First of all, I think the word purpose implies full-knowledge of what will indeed make another person grow, and I think that the word intent might be better suited as that does not imply that you have to fully understand the needs of another person in order to love them (because how do you fully understand the needs of another?). Secondly, I think the word spiritual is unnecessary as it only implies a kind of relationship with God that quite frankly I do not see as important for this discussion about love. Lastly, and most importantly, I do not really agree with the general idea that you have to make another person grow in order to be able to love them. I think all loving relationships have ups and downs, and I do not think that you necessarily stop loving someone when you are at a low point, even if it leads you to say something you later regret to that person. I do not think it is even humanly possible to ALWAYS make someone grow, and therefore this quote seems to suggest to me that the love comes and goes and that it is not a constant thing. And while I do not think that love is static, I also do not personally like to think of it as that fleeting. To me, love always seemed like the greater force behind a relationship that generally leads it on the right track, rather than a switch that is either on or off in a relationship.

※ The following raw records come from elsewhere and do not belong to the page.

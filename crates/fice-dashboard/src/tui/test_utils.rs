//! Shared test utilities for TUI testing with ratatui TestBackend.
//!
//! Provides helpers for creating test terminals, extracting buffer content,
//! asserting colors, and building query fixtures from the seeded database.

#![cfg(test)]

use chrono::{DateTime, TimeZone, Utc};
use ratatui::{backend::TestBackend, buffer::Buffer, style::Color, Terminal};

use fice_data::{MockDb, Role};

use crate::auth::Viewer;
use crate::fetch::QueryCache;

/// Creates a Terminal with TestBackend at the specified dimensions.
pub fn test_terminal(width: u16, height: u16) -> Terminal<TestBackend> {
    let backend = TestBackend::new(width, height);
    Terminal::new(backend).expect("failed to create test terminal")
}

/// Extracts all text from a specific row in the buffer as a single String.
pub fn row_text(buffer: &Buffer, row: u16) -> String {
    let area = buffer.area();
    if row >= area.height {
        return String::new();
    }
    (0..area.width)
        .map(|col| {
            buffer
                .cell((col, row))
                .map(|cell| cell.symbol())
                .unwrap_or(" ")
        })
        .collect()
}

/// Checks if a specific row contains the given substring.
pub fn row_contains(buffer: &Buffer, row: u16, text: &str) -> bool {
    row_text(buffer, row).contains(text)
}

/// Finds the first row index that contains the given text, or None if not found.
pub fn find_row_with_text(buffer: &Buffer, text: &str) -> Option<u16> {
    (0..buffer.area().height).find(|&row| row_contains(buffer, row, text))
}

/// All rows joined with newlines.
pub fn buffer_text(buffer: &Buffer) -> String {
    (0..buffer.area().height)
        .map(|row| row_text(buffer, row))
        .collect::<Vec<_>>()
        .join("\n")
}

/// Asserts that the cell at (col, row) has the specified foreground color.
pub fn assert_fg_color(buffer: &Buffer, col: u16, row: u16, color: Color) {
    let cell = buffer
        .cell((col, row))
        .unwrap_or_else(|| panic!("cell at ({}, {}) does not exist", col, row));
    assert_eq!(
        cell.fg, color,
        "expected fg color {:?} at ({}, {}), got {:?}",
        color, col, row, cell.fg
    );
}

/// Finds the first occurrence of `text` in the specified row and checks
/// if the first character of that text has the specified foreground color.
///
/// Columns are counted in cells, so multi-byte glyphs earlier in the row
/// do not shift the lookup.
pub fn assert_text_fg_in_row(buffer: &Buffer, row: u16, text: &str, color: Color) {
    let row_string = row_text(buffer, row);
    let byte_idx = row_string
        .find(text)
        .unwrap_or_else(|| panic!("text '{}' not found in row {}: '{}'", text, row, row_string));
    let col = row_string[..byte_idx].chars().count();
    assert_fg_color(buffer, col as u16, row, color);
}

/// Fixed reference time for deterministic ages.
pub fn fixed_now() -> DateTime<Utc> {
    Utc.with_ymd_and_hms(2026, 10, 19, 12, 0, 0).unwrap()
}

/// The demo user viewer.
pub fn user_viewer() -> Viewer {
    Viewer {
        user_id: "u_user".to_string(),
        role: Some(Role::User),
    }
}

/// The demo admin viewer.
pub fn admin_viewer() -> Viewer {
    Viewer {
        user_id: "u_admin".to_string(),
        role: Some(Role::Admin),
    }
}

/// A query cache resolved against the seeded database at [`fixed_now`].
pub fn seeded_cache(viewer: &Viewer) -> QueryCache {
    let db = MockDb::seeded(fixed_now());
    let mut cache = QueryCache::new();
    cache.fill(&db, viewer);
    cache
}
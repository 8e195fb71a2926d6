//! Error types for the fice-data crate.

use thiserror::Error;

/// Errors returned by the mock database.
///
/// Each variant maps onto the HTTP status the real backend would answer
/// with, see [`DataError::code`].
#[derive(Debug, Clone, PartialEq, Eq, Error)]
pub enum DataError {
    /// Unknown email or wrong password.
    #[error("Invalid credentials")]
    InvalidCredentials,

    /// The account exists but is blocked.
    #[error("User is blocked")]
    UserBlocked,

    #[error("User not found: {0}")]
    UserNotFound(String),

    #[error("Session not found: {0}")]
    SessionNotFound(String),

    /// The user owns no financial identity.
    #[error("Financial identity not found for user: {0}")]
    IdentityNotFound(String),
}

impl DataError {
    /// HTTP-like status code for this error.
    pub fn code(&self) -> u16 {
        match self {
            DataError::InvalidCredentials => 401,
            DataError::UserBlocked => 403,
            DataError::UserNotFound(_)
            | DataError::SessionNotFound(_)
            | DataError::IdentityNotFound(_) => 404,
        }
    }
}

/// Errors that can occur when calling a backend over HTTP.
#[derive(Debug, Error)]
pub enum ApiError {
    /// The base URL for the named backend is not configured.
    #[error("{0} base URL is not configured")]
    MissingBaseUrl(&'static str),

    /// Network or transport failure.
    #[error("Network error: {0}")]
    Network(String),

    /// Non-2xx response; `message` is extracted from the body when possible.
    #[error("{message}")]
    Status { code: u16, message: String },

    /// The response body could not be decoded into the expected type.
    #[error("Failed to decode response: {0}")]
    Decode(String),
}
//! Main rendering orchestration for the TUI dashboard.
//!
//! Provides the top-level `render_dashboard` function that composes the
//! header, the KPI row, the stacked widget cards and the footer.

use ratatui::{
    layout::{Constraint, Direction, Layout, Rect},
    style::{Color, Modifier, Style},
    text::{Line, Span},
    widgets::Paragraph,
    Frame,
};

use crate::fetch::QueryData;
use crate::format::relative_time;
use crate::layout::WidgetKey;
use crate::notify::{Toast, ToastKind};
use crate::storage::KeyValueStore;
use crate::tui::app::App;
use crate::widgets::integrity::status_color;
use crate::widgets::{card_height, render_widget_card, widget_view, WidgetContext};

/// Header text displayed at the top of the dashboard.
const HEADER_TEXT: &str = "FICE Dashboard";

/// Footer text showing available keybindings.
pub const FOOTER_TEXT: &str =
    "[j/k] Move  [Space] Grab/Drop  [c] Collapse  [x] Remove  [R] Reset  [r] Role  [i] Integrity  [q] Quit";

/// Footer text while a widget is grabbed.
pub const GRAB_FOOTER_TEXT: &str = "[j/k] Choose target  [Space] Drop  [Esc] Cancel";

/// Shown when every widget has been removed.
pub const EMPTY_LAYOUT_TEXT: &str = "No widgets. Press R to reset the layout.";

/// Placeholder for a KPI without data.
const NO_VALUE: &str = "\u{2014}";

/// Version string shown in the header (right-aligned).
const VERSION_TEXT: &str = concat!("v", env!("CARGO_PKG_VERSION"));

/// Renders the full dashboard: header, KPI row, widget cards, footer.
pub fn render_dashboard<S: KeyValueStore + Clone>(frame: &mut Frame, app: &App<S>) {
    let area = frame.area();
    let chunks = Layout::default()
        .direction(Direction::Vertical)
        .constraints([
            Constraint::Length(1), // header
            Constraint::Length(1), // KPIs
            Constraint::Min(0),    // cards
            Constraint::Length(1), // footer
        ])
        .split(area);

    render_header(frame, chunks[0]);
    render_kpis(frame, app, chunks[1]);
    render_cards(frame, app, chunks[2]);
    render_footer(frame, app, chunks[3]);
}

fn render_header(frame: &mut Frame, area: Rect) {
    let padding_len = (area.width as usize)
        .saturating_sub(HEADER_TEXT.len())
        .saturating_sub(VERSION_TEXT.len());
    let header = Paragraph::new(Line::from(vec![
        Span::styled(HEADER_TEXT, Style::default().fg(Color::Cyan)),
        Span::raw(" ".repeat(padding_len)),
        Span::styled(VERSION_TEXT, Style::default().fg(Color::DarkGray)),
    ]));
    frame.render_widget(header, area);
}

/// Session role, identity age and latest integrity status.
fn render_kpis<S: KeyValueStore + Clone>(frame: &mut Frame, app: &App<S>, area: Rect) {
    let now = chrono::Utc::now();
    let label = Style::default().fg(Color::DarkGray);
    let value = Style::default().add_modifier(Modifier::BOLD);

    let role = app
        .viewer
        .role
        .map_or_else(|| NO_VALUE.to_string(), |r| r.to_string());
    let identity_age = match app.queries.data(WidgetKey::IdentitySummary) {
        Some(QueryData::Identity(identity)) => relative_time(identity.last_updated, now),
        _ => NO_VALUE.to_string(),
    };
    let integrity = match app.queries.data(WidgetKey::IntegrityStatus) {
        Some(QueryData::Integrity(checks)) => checks.first().map(|c| c.status),
        _ => None,
    };
    let integrity_span = match integrity {
        Some(status) => Span::styled(status.to_string(), value.fg(status_color(status))),
        None => Span::styled(NO_VALUE, value),
    };

    let line = Line::from(vec![
        Span::styled("Session ", label),
        Span::styled(role, value),
        Span::styled("   Identity updated ", label),
        Span::styled(identity_age, value),
        Span::styled("   Integrity ", label),
        integrity_span,
    ]);
    frame.render_widget(Paragraph::new(line), area);
}

/// Stacks the cards top to bottom, scrolling so the focused card is visible.
fn render_cards<S: KeyValueStore + Clone>(frame: &mut Frame, app: &App<S>, area: Rect) {
    let widgets = &app.controller.layout().widgets;
    if widgets.is_empty() {
        let text = Paragraph::new(Line::styled(
            EMPTY_LAYOUT_TEXT,
            Style::default().fg(Color::DarkGray),
        ));
        frame.render_widget(text, area);
        return;
    }

    let ctx = WidgetContext::new(&app.queries).with_role(app.viewer.role);
    let views: Vec<_> = widgets.iter().map(|w| widget_view(w.id, &ctx)).collect();
    let heights: Vec<u16> = widgets
        .iter()
        .zip(&views)
        .map(|(w, v)| card_height(w, v))
        .collect();

    let start = first_visible(&heights, app.cursor, area.height);
    let mut y = area.y;
    let bottom = area.y + area.height;
    for ((state, view), height) in widgets.iter().zip(&views).zip(&heights).skip(start) {
        let remaining = bottom.saturating_sub(y);
        if remaining < 2 {
            break;
        }
        let card = Rect::new(area.x, y, area.width, (*height).min(remaining));
        render_widget_card(frame, card, state, view, app.card_focus(state.id));
        y += card.height;
    }
}

/// Index of the first card to draw so that the card at `cursor` fits.
pub fn first_visible(heights: &[u16], cursor: usize, available: u16) -> usize {
    let cursor = cursor.min(heights.len().saturating_sub(1));
    let mut start = 0;
    while start < cursor {
        let used: u32 = heights[start..=cursor].iter().map(|h| u32::from(*h)).sum();
        if used <= u32::from(available) {
            break;
        }
        start += 1;
    }
    start
}

fn render_footer<S: KeyValueStore + Clone>(frame: &mut Frame, app: &App<S>, area: Rect) {
    let line = match app.toasts.visible() {
        Some(toast) => toast_line(toast),
        None if app.grabbed.is_some() => {
            Line::styled(GRAB_FOOTER_TEXT, Style::default().fg(Color::Yellow))
        }
        None => Line::styled(FOOTER_TEXT, Style::default().fg(Color::DarkGray)),
    };
    frame.render_widget(Paragraph::new(line), area);
}

fn toast_line(toast: &Toast) -> Line<'static> {
    let color = match toast.kind {
        ToastKind::Message => Color::Cyan,
        ToastKind::Success => Color::Green,
        ToastKind::Error => Color::Red,
    };
    Line::styled(toast.to_string(), Style::default().fg(color))
}
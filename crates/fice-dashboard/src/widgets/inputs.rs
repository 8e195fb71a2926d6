//! Recent inputs: the newest financial profile inputs with their age.

use ratatui::{
    style::{Color, Style},
    text::{Line, Span},
};

use crate::fetch::{QueryData, QueryState};
use crate::format::relative_time;
use crate::layout::WidgetKey;
use crate::widgets::{Widget, WidgetContext, WidgetView};

/// Number of inputs shown.
pub const MAX_ROWS: usize = 5;

pub const EMPTY_TITLE: &str = "No inputs";
pub const EMPTY_DESCRIPTION: &str = "Add the first input with `fice add-input`.";

pub struct RecentInputsWidget;

impl Widget for RecentInputsWidget {
    fn key(&self) -> WidgetKey {
        WidgetKey::RecentInputs
    }

    fn view(&self, ctx: &WidgetContext) -> WidgetView {
        let inputs = match ctx.query(self.key()) {
            QueryState::Pending => return WidgetView::Loading,
            QueryState::Ready(QueryData::Inputs(list)) if !list.is_empty() => list,
            _ => {
                return WidgetView::Empty {
                    title: EMPTY_TITLE,
                    description: EMPTY_DESCRIPTION,
                }
            }
        };

        let lines = inputs
            .iter()
            .take(MAX_ROWS)
            .map(|input| {
                Line::from(vec![
                    Span::styled(
                        input.input_type.to_string(),
                        Style::default().fg(Color::Cyan),
                    ),
                    Span::raw(" "),
                    Span::raw(input.input_value.clone()),
                    Span::styled(
                        format!("  {}", relative_time(input.created_at, ctx.now)),
                        Style::default().fg(Color::DarkGray),
                    ),
                ])
            })
            .collect();
        WidgetView::Populated(lines)
    }
}
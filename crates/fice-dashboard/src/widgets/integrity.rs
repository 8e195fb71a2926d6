//! Integrity status: the latest check's status and age.

use ratatui::{
    style::{Color, Modifier, Style},
    text::{Line, Span},
};

use fice_data::IntegrityStatus;

use crate::fetch::{QueryData, QueryState};
use crate::format::relative_time;
use crate::layout::WidgetKey;
use crate::widgets::{Widget, WidgetContext, WidgetView};

pub const EMPTY_TITLE: &str = "No checks";
pub const EMPTY_DESCRIPTION: &str = "Run an integrity check with `i`.";

pub struct IntegrityStatusWidget;

/// Color of an integrity status.
pub fn status_color(status: IntegrityStatus) -> Color {
    match status {
        IntegrityStatus::Ok => Color::Green,
        IntegrityStatus::Warn => Color::Yellow,
    }
}

impl Widget for IntegrityStatusWidget {
    fn key(&self) -> WidgetKey {
        WidgetKey::IntegrityStatus
    }

    fn view(&self, ctx: &WidgetContext) -> WidgetView {
        let latest = match ctx.query(self.key()) {
            QueryState::Pending => return WidgetView::Loading,
            QueryState::Ready(QueryData::Integrity(list)) => list.first(),
            _ => None,
        };
        let Some(latest) = latest else {
            return WidgetView::Empty {
                title: EMPTY_TITLE,
                description: EMPTY_DESCRIPTION,
            };
        };

        WidgetView::Populated(vec![
            Line::from(vec![
                Span::styled("Status  ", Style::default().fg(Color::DarkGray)),
                Span::styled(
                    latest.status.to_string(),
                    Style::default()
                        .fg(status_color(latest.status))
                        .add_modifier(Modifier::BOLD),
                ),
                Span::styled(
                    format!("  {}", latest.name),
                    Style::default().fg(Color::Gray),
                ),
            ]),
            Line::styled(
                format!("Last check: {}", relative_time(latest.created_at, ctx.now)),
                Style::default().fg(Color::DarkGray),
            ),
        ])
    }
}
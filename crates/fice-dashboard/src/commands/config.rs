//! Configuration file commands: `config init`, `config path`, `config validate`.

use std::process::ExitCode;

use fice_dashboard::config::{default, xdg, ConfigLoader};

use super::{finish, CommandError};

/// Writes the commented default config, backing up an existing one with `force`.
pub(crate) fn run_config_init_command(force: bool) -> ExitCode {
    finish(
        default::create_default_config(force)
            .map(|path| println!("Created configuration at {}", path.display()))
            .map_err(CommandError::from),
    )
}

pub(crate) fn run_config_path_command() -> ExitCode {
    println!("{}", xdg::config_path().display());
    ExitCode::SUCCESS
}

/// Parses the config file and checks every duration field.
pub(crate) fn run_config_validate_command() -> ExitCode {
    let result = ConfigLoader::load_default().and_then(|config| {
        config.validate()?;
        println!("Configuration is valid");
        println!("{config:#?}");
        Ok(())
    });
    finish(result.map_err(CommandError::from))
}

This of course leads us to the question of where the limit for natural conflict in a relationship leads up to abuse of another person. We discussed this last Saturday as well and people seemed to have very differing views on the matter. I do not think there is an easy answer to this question, but I do think it is very important. I also got the feeling that the definitions of love that we looked at tried very clearly to make a boundary between abuse and love, saying that it is either or, but as my argument above suggests, I do not think it is that clear cut. Naturally, there is some limit because we can all agree on situations that are not lovable and simply abusive, but just because we cannot define that limit I do not think it is called for to mold the definition of love into one that is honestly quite hard to follow if you are human and therefore prone to ups and downs in relationships.